Nope. It might be argued that the press is at odds with any Silicon Valley tech companies who stores user data because of one company. This focus on ClassDojo may have been inspired by the ridesharing app Uber "Uber taken to task over anti-journalist privacy debacle," so are journalists turning on any startup that holds data?

Class Act
Please don't see this post as me dismissing the seriousness of the privacy debate but. However, the fact is that you simply do not grow to 35 million users with 1 in 3 US schools using a service in 2-3 years, without getting an a lot of things right... and from the outset!

The press articles I've read detail that ClassDojo developed their service AFTER interviewing and collaborating with educators! Their market research highlighted that class behaviour was one of the biggest issues.

I was not surprised to see the education community come out to rally round in support of ClassDojo. I am happy to add my voice in support of them, and I would ask anyone reading this to circulate this ClassDojo response to their followers: What the New york Times Got Wrong

It is also my belief that ClassDojo can actually turn this negative press into a positive and that their growth plans will not be affected by this negative press. I will be exploring some ideas in future posts.

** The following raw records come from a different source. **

//! ==============================================================================
//! ingest.rs - serial ingestion loop
//! ==============================================================================
//!
//! purpose:
//!     polls the serial source, parses what arrives, publishes readings to
//!     the store and fires throttled alerts.
//!
//! states:
//!
//!     ┌──────┐  bytes pending   ┌──────────┐
//!     │ Idle │ ───────────────> │ Draining │ ── read chunk, parse,
//!     └──────┘ <─────────────── └──────────┘    write store, alert?
//!        │      nothing pending
//!        └── sleep poll_interval, check again
//!
//! relationships:
//!     - uses: serial.rs (SerialSource), frame.rs (parse), store.rs,
//!       throttle.rs (should_alert), alert.rs (AlertDispatcher)
//!     - spawned by: main.rs
//!
//! ==============================================================================

use crate::alert::{AlertDispatcher, DispatchOutcome};
use crate::domain::SensorReading;
use crate::frame;
use crate::serial::SerialSource;
use crate::store::TelemetryStore;
use crate::throttle;
use std::time::Duration;
use tokio::time::Instant;

#[derive(Clone, Copy, Debug, PartialEq, Eq)]
pub enum IngestState {
    /// nothing was pending (or the source failed)
    Idle,
    /// a chunk was read and processed
    Draining,
}

struct AlertPolicy<D> {
    dispatcher: D,
    min_interval: Duration,
    message: String,
}

pub struct IngestionLoop<S, D> {
    source: S,
    store: TelemetryStore,
    alerts: Option<AlertPolicy<D>>,
    buf: Vec<u8>,
    poll_interval: Duration,
    show_sensor_data: bool,
}

impl<S: SerialSource, D: AlertDispatcher> IngestionLoop<S, D> {
    pub fn new(source: S, store: TelemetryStore, chunk_size: usize, poll_interval: Duration) -> Self {
        Self {
            source,
            store,
            alerts: None,
            buf: vec![0u8; chunk_size.max(1)],
            poll_interval,
            show_sensor_data: false,
        }
    }

    pub fn with_alerts(mut self, dispatcher: D, min_interval: Duration, message: impl Into<String>) -> Self {
        self.alerts = Some(AlertPolicy {
            dispatcher,
            min_interval,
            message: message.into(),
        });
        self
    }

    pub fn show_sensor_data(mut self, show: bool) -> Self {
        self.show_sensor_data = show;
        self
    }

    /// one scheduling step
    pub async fn tick(&mut self) -> IngestState {
        let pending = match self.source.bytes_available() {
            Ok(n) => n,
            Err(e) => {
                tracing::warn!("{}", e);
                return IngestState::Idle;
            }
        };
        if pending == 0 {
            return IngestState::Idle;
        }

        let n = match self.source.read_chunk(&mut self.buf) {
            Ok(0) => return IngestState::Idle,
            Ok(n) => n,
            Err(e) => {
                tracing::warn!("{}", e);
                return IngestState::Idle;
            }
        };

        let now = Instant::now();
        if let Some(reading) = frame::parse(&self.buf[..n], now) {
            self.store.write(reading).await;
            if self.show_sensor_data {
                log_reading(&reading);
            }
            if let Some(policy) = &self.alerts {
                maybe_alert(policy, &self.store, &reading, now).await;
            }
        }

        IngestState::Draining
    }

    /// run forever; only process shutdown stops it
    pub async fn run(mut self) {
        tracing::info!("ingestion loop started ({:?} idle interval)", self.poll_interval);
        loop {
            match self.tick().await {
                IngestState::Idle => tokio::time::sleep(self.poll_interval).await,
                IngestState::Draining => tokio::task::yield_now().await,
            }
        }
    }
}

async fn maybe_alert<D: AlertDispatcher>(
    policy: &AlertPolicy<D>,
    store: &TelemetryStore,
    reading: &SensorReading,
    now: Instant,
) {
    let last_alert_at = store.read_snapshot().await.last_alert_at;
    if !throttle::should_alert(reading, last_alert_at, now, policy.min_interval) {
        return;
    }

    match policy.dispatcher.send(&policy.message).await {
        DispatchOutcome::Delivered => {
            store.mark_alerted(now).await;
            tracing::info!("[ALERT] sent: {}", policy.message);
        }
        DispatchOutcome::Failed(e) => {
            tracing::warn!("[ALERT] {}", e);
        }
    }
}

fn log_reading(reading: &SensorReading) {
    let status = crate::domain::MotionStatus::from(Some(reading)).as_str();
    match reading.distance_meters {
        Some(d) => tracing::info!("Motion: {}, Distance: {:.3} meters", status, d),
        None => tracing::info!("Motion: {}, Distance: Unknown meters", status),
    }
}

#[cfg(test)]
mod tests {
    use super::*;
    use crate::error::TransportError;
    use std::collections::VecDeque;
    use std::sync::{Arc, Mutex};

    /// hands out pre-recorded chunks, one per read
    struct ScriptedSource {
        chunks: VecDeque<Result<Vec<u8>, TransportError>>,
    }

    impl ScriptedSource {
        fn new(chunks: &[&[u8]]) -> Self {
            Self {
                chunks: chunks.iter().map(|c| Ok(c.to_vec())).collect(),
            }
        }
    }

    impl SerialSource for ScriptedSource {
        fn bytes_available(&mut self) -> Result<usize, TransportError> {
            match self.chunks.front() {
                None => Ok(0),
                Some(Ok(c)) => Ok(c.len()),
                Some(Err(_)) => Ok(1),
            }
        }

        fn read_chunk(&mut self, buf: &mut [u8]) -> Result<usize, TransportError> {
            match self.chunks.pop_front() {
                None => Ok(0),
                Some(Err(e)) => Err(e),
                Some(Ok(c)) => {
                    let n = c.len().min(buf.len());
                    buf[..n].copy_from_slice(&c[..n]);
                    Ok(n)
                }
            }
        }
    }

    #[derive(Clone, Default)]
    struct RecordingDispatcher {
        sent: Arc<Mutex<Vec<String>>>,
        fail: bool,
    }

    impl RecordingDispatcher {
        fn attempts(&self) -> usize {
            self.sent.lock().unwrap().len()
        }
    }

    impl AlertDispatcher for RecordingDispatcher {
        async fn send(&self, message: &str) -> DispatchOutcome {
            self.sent.lock().unwrap().push(message.to_string());
            if self.fail {
                DispatchOutcome::Failed(TransportError::Dispatch("offline".to_string()))
            } else {
                DispatchOutcome::Delivered
            }
        }
    }

    const MOTION: &[u8] = b"$DFDMD,1,X,2.500,Y,Z\r\n";
    const QUIET: &[u8] = b"$DFDMD,0,X,,Y,Z\r\n";

    fn ingest(
        source: ScriptedSource,
        dispatcher: &RecordingDispatcher,
    ) -> (IngestionLoop<ScriptedSource, RecordingDispatcher>, TelemetryStore) {
        let store = TelemetryStore::new();
        let ingest = IngestionLoop::new(source, store.clone(), 128, Duration::from_millis(500)).with_alerts(
            dispatcher.clone(),
            Duration::from_secs(30),
            "Motion Detected!",
        );
        (ingest, store)
    }

    #[tokio::test]
    async fn valid_chunk_is_published() {
        let dispatcher = RecordingDispatcher::default();
        let (mut ingest, store) = ingest(ScriptedSource::new(&[MOTION]), &dispatcher);

        assert_eq!(ingest.tick().await, IngestState::Draining);
        let reading = store.read_snapshot().await.latest_reading.unwrap();
        assert!(reading.motion_detected);
        assert_eq!(reading.distance_meters, Some(2.5));
    }

    #[tokio::test]
    async fn empty_source_is_idle() {
        let dispatcher = RecordingDispatcher::default();
        let (mut ingest, store) = ingest(ScriptedSource::new(&[]), &dispatcher);

        assert_eq!(ingest.tick().await, IngestState::Idle);
        assert!(store.read_snapshot().await.latest_reading.is_none());
    }

    #[tokio::test]
    async fn malformed_chunk_leaves_store_unchanged() {
        let dispatcher = RecordingDispatcher::default();
        let (mut ingest, store) = ingest(ScriptedSource::new(&[QUIET, b"$DFDMD,1\r\n"]), &dispatcher);

        ingest.tick().await;
        let before = store.read_snapshot().await;
        assert_eq!(ingest.tick().await, IngestState::Draining);
        assert_eq!(store.read_snapshot().await, before);
        assert_eq!(dispatcher.attempts(), 0);
    }

    #[tokio::test]
    async fn serial_error_is_idle_and_loop_continues() {
        let dispatcher = RecordingDispatcher::default();
        let mut source = ScriptedSource::new(&[MOTION]);
        source
            .chunks
            .push_front(Err(TransportError::Serial("framing error".to_string())));
        let (mut ingest, store) = ingest(source, &dispatcher);

        assert_eq!(ingest.tick().await, IngestState::Idle);
        assert_eq!(ingest.tick().await, IngestState::Draining);
        assert!(store.read_snapshot().await.latest_reading.is_some());
    }

    #[tokio::test]
    async fn quiet_readings_never_alert() {
        let dispatcher = RecordingDispatcher::default();
        let (mut ingest, _store) = ingest(ScriptedSource::new(&[QUIET, QUIET]), &dispatcher);

        ingest.tick().await;
        ingest.tick().await;
        assert_eq!(dispatcher.attempts(), 0);
    }

    #[tokio::test(start_paused = true)]
    async fn alerts_are_throttled_by_interval() {
        let dispatcher = RecordingDispatcher::default();
        let (mut ingest, store) = ingest(ScriptedSource::new(&[MOTION, MOTION, MOTION]), &dispatcher);

        let t0 = Instant::now();
        ingest.tick().await;
        assert_eq!(dispatcher.attempts(), 1);
        assert_eq!(store.read_snapshot().await.last_alert_at, Some(t0));

        tokio::time::advance(Duration::from_secs(10)).await;
        ingest.tick().await;
        assert_eq!(dispatcher.attempts(), 1);

        tokio::time::advance(Duration::from_secs(21)).await;
        ingest.tick().await;
        assert_eq!(dispatcher.attempts(), 2);
        assert_eq!(
            store.read_snapshot().await.last_alert_at,
            Some(t0 + Duration::from_secs(31))
        );
    }

    #[tokio::test(start_paused = true)]
    async fn failed_dispatch_is_not_marked_and_retried() {
        let dispatcher = RecordingDispatcher {
            fail: true,
            ..Default::default()
        };
        let (mut ingest, store) = ingest(ScriptedSource::new(&[MOTION, MOTION]), &dispatcher);

        ingest.tick().await;
        tokio::time::advance(Duration::from_secs(1)).await;
        ingest.tick().await;

        assert_eq!(dispatcher.attempts(), 2);
        assert!(store.read_snapshot().await.last_alert_at.is_none());
        assert!(store.read_snapshot().await.latest_reading.is_some());
    }

    #[tokio::test]
    async fn without_alert_policy_nothing_is_sent() {
        let store = TelemetryStore::new();
        let mut ingest: IngestionLoop<_, RecordingDispatcher> = IngestionLoop::new(
            ScriptedSource::new(&[MOTION]),
            store.clone(),
            128,
            Duration::from_millis(500),
        );

        assert_eq!(ingest.tick().await, IngestState::Draining);
        assert!(store.read_snapshot().await.last_alert_at.is_none());
    }

    #[tokio::test(start_paused = true)]
    async fn run_keeps_polling_after_idle() {
        let dispatcher = RecordingDispatcher::default();
        let (ingest, store) = ingest(ScriptedSource::new(&[QUIET]), &dispatcher);

        let handle = tokio::spawn(ingest.run());
        tokio::time::sleep(Duration::from_secs(2)).await;
        assert!(store.read_snapshot().await.latest_reading.is_some());
        handle.abort();
    }
}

In the mean time we have seen what negative PR can do around the privacy debate with InBloom and, as Barak Obama says in the Audacity of Hope, "I am whatever the press say I am"

So I would encourage educators to explore the facts around this story, compare any privacy concerns with ClassDojo's own data policies, look into the motivations and visions of the founders and, as always, the proof is in the pudding... Go ask the ClassDojo users and mentors about their experiences with this student behaviour tool... as well as the responsive bevhaviour of the company to educators ideas.